#### SOURCE DATA
__________________________________________________
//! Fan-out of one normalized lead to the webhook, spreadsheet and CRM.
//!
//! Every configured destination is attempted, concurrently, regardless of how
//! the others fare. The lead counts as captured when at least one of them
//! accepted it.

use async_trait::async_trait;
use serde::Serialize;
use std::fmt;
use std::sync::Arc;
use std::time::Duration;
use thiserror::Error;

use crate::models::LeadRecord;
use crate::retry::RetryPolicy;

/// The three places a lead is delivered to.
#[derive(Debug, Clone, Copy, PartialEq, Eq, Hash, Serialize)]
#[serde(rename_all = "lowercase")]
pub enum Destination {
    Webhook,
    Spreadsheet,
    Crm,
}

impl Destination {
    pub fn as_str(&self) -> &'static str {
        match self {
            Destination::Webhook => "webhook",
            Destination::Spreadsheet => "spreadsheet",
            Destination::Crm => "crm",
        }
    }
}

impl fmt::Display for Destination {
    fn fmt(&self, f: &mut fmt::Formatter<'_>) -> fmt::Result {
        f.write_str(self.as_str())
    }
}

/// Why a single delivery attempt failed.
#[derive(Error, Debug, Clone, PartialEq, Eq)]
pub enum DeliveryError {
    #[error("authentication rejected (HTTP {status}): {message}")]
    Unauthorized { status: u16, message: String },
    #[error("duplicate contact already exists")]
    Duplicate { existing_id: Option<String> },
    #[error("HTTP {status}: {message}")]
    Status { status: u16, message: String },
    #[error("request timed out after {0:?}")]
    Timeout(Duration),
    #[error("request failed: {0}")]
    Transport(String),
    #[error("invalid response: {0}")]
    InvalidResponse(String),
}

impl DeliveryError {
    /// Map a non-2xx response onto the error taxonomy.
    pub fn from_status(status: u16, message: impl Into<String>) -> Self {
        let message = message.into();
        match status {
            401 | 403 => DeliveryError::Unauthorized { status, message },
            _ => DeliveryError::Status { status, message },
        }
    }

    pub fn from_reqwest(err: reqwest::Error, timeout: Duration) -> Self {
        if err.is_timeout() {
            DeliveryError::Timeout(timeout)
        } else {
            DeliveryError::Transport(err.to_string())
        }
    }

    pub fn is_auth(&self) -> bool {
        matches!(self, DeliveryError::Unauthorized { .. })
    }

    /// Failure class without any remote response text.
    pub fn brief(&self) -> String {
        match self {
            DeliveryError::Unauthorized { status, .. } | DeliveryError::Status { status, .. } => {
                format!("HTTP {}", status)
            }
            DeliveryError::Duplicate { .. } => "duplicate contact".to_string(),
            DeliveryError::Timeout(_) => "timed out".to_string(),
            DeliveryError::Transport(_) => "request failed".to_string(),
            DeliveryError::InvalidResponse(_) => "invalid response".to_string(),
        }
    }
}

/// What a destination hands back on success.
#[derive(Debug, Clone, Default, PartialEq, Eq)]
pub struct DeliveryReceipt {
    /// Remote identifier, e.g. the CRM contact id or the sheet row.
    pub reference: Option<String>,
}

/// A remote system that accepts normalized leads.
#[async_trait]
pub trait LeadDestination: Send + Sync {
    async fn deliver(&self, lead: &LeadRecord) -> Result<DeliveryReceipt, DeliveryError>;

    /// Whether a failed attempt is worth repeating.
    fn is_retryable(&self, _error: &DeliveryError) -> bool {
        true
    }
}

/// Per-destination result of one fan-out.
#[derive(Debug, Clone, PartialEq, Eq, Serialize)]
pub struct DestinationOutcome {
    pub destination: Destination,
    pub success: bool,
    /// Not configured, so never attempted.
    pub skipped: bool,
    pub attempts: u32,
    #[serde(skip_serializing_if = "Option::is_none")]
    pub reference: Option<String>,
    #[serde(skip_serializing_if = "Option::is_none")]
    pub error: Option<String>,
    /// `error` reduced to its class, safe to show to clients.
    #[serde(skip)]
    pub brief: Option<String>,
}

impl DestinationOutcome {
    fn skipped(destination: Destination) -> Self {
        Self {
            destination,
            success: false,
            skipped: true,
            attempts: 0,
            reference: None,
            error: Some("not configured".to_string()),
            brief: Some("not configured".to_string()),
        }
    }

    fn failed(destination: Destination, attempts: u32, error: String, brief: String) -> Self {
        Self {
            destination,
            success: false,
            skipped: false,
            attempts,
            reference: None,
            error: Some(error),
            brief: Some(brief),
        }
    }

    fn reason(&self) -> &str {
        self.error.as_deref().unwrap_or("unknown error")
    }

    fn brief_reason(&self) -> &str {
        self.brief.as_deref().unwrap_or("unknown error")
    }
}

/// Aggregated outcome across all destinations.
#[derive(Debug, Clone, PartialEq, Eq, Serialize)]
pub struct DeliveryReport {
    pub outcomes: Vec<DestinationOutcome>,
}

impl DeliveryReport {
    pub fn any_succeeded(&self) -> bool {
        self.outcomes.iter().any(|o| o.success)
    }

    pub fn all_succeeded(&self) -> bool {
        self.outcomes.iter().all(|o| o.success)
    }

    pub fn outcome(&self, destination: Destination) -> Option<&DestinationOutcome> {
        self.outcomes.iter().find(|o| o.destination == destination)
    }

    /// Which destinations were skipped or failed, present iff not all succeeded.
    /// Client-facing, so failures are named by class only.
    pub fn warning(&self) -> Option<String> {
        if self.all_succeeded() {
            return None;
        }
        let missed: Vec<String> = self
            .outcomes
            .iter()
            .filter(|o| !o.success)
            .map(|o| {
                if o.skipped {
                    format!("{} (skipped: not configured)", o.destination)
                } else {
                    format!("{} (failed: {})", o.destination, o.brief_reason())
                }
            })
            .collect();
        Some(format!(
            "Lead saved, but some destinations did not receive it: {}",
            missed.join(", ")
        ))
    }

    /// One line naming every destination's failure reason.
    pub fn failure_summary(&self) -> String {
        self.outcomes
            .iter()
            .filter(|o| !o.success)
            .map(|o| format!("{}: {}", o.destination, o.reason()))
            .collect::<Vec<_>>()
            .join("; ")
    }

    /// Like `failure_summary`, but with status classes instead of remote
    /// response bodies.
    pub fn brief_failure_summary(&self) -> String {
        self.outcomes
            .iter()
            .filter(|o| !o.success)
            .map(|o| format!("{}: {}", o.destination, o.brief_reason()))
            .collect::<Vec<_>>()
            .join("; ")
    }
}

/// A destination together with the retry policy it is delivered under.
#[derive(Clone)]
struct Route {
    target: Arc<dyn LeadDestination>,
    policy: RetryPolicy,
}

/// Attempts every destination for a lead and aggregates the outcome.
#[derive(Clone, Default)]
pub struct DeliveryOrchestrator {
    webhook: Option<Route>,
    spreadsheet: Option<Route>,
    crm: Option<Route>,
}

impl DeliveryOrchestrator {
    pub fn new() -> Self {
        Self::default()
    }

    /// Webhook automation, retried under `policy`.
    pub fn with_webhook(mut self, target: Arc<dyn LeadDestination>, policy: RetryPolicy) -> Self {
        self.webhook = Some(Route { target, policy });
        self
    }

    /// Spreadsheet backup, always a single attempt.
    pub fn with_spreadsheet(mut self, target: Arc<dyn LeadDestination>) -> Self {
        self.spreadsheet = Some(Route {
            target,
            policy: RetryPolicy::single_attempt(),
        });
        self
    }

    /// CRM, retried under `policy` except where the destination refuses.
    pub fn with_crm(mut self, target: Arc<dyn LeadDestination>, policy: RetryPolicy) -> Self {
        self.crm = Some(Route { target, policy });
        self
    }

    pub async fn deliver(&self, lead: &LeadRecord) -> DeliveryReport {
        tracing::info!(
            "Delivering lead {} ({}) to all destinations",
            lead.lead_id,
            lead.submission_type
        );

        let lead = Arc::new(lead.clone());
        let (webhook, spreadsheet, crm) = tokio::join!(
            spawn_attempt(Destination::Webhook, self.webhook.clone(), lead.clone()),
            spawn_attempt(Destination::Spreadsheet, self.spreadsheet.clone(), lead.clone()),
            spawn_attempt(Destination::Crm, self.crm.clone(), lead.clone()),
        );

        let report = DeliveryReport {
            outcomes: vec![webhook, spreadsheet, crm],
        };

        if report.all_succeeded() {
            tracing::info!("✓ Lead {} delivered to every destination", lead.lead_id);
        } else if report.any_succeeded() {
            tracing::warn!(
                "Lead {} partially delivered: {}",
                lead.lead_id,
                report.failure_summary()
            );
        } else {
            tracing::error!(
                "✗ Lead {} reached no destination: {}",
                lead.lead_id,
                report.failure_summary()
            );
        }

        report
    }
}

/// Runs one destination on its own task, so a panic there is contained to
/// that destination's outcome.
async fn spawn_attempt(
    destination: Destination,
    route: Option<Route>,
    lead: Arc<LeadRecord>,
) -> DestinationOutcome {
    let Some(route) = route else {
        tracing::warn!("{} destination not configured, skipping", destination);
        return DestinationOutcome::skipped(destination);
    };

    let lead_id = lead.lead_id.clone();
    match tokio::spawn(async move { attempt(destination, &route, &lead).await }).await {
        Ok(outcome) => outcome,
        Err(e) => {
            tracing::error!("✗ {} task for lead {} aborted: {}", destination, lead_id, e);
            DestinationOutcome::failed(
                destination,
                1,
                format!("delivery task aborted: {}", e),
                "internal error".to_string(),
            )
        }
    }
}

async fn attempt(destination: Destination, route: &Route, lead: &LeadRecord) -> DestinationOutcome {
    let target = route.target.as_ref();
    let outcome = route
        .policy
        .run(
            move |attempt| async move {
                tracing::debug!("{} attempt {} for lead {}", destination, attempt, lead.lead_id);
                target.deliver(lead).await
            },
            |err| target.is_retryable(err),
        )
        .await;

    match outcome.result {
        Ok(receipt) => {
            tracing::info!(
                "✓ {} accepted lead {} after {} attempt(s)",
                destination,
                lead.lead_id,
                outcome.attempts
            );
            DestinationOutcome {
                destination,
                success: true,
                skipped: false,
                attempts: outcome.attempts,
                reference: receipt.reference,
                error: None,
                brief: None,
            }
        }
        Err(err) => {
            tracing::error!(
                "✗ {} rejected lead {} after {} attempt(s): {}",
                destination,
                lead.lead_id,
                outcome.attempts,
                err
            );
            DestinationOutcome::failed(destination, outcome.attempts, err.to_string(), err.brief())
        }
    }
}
__________________________________________________
#### THE TASK
Please quote exactly the lines from the one containing "destination, attempt, lead.lead_id);" through the last line of the records above, both included, and nothing else.

#### ANSWER TO THE PROBLEM
                tracing::debug!("{} attempt {} for lead {}", destination, attempt, lead.lead_id);
                target.deliver(lead).await
            },
            |err| target.is_retryable(err),
        )
        .await;

    match outcome.result {
        Ok(receipt) => {
            tracing::info!(
                "✓ {} accepted lead {} after {} attempt(s)",
                destination,
                lead.lead_id,
                outcome.attempts
            );
            DestinationOutcome {
                destination,
                success: true,
                skipped: false,
                attempts: outcome.attempts,
                reference: receipt.reference,
                error: None,
                brief: None,
            }
        }
        Err(err) => {
            tracing::error!(
                "✗ {} rejected lead {} after {} attempt(s): {}",
                destination,
                lead.lead_id,
                outcome.attempts,
                err
            );
            DestinationOutcome::failed(destination, outcome.attempts, err.to_string(), err.brief())
        }
    }
}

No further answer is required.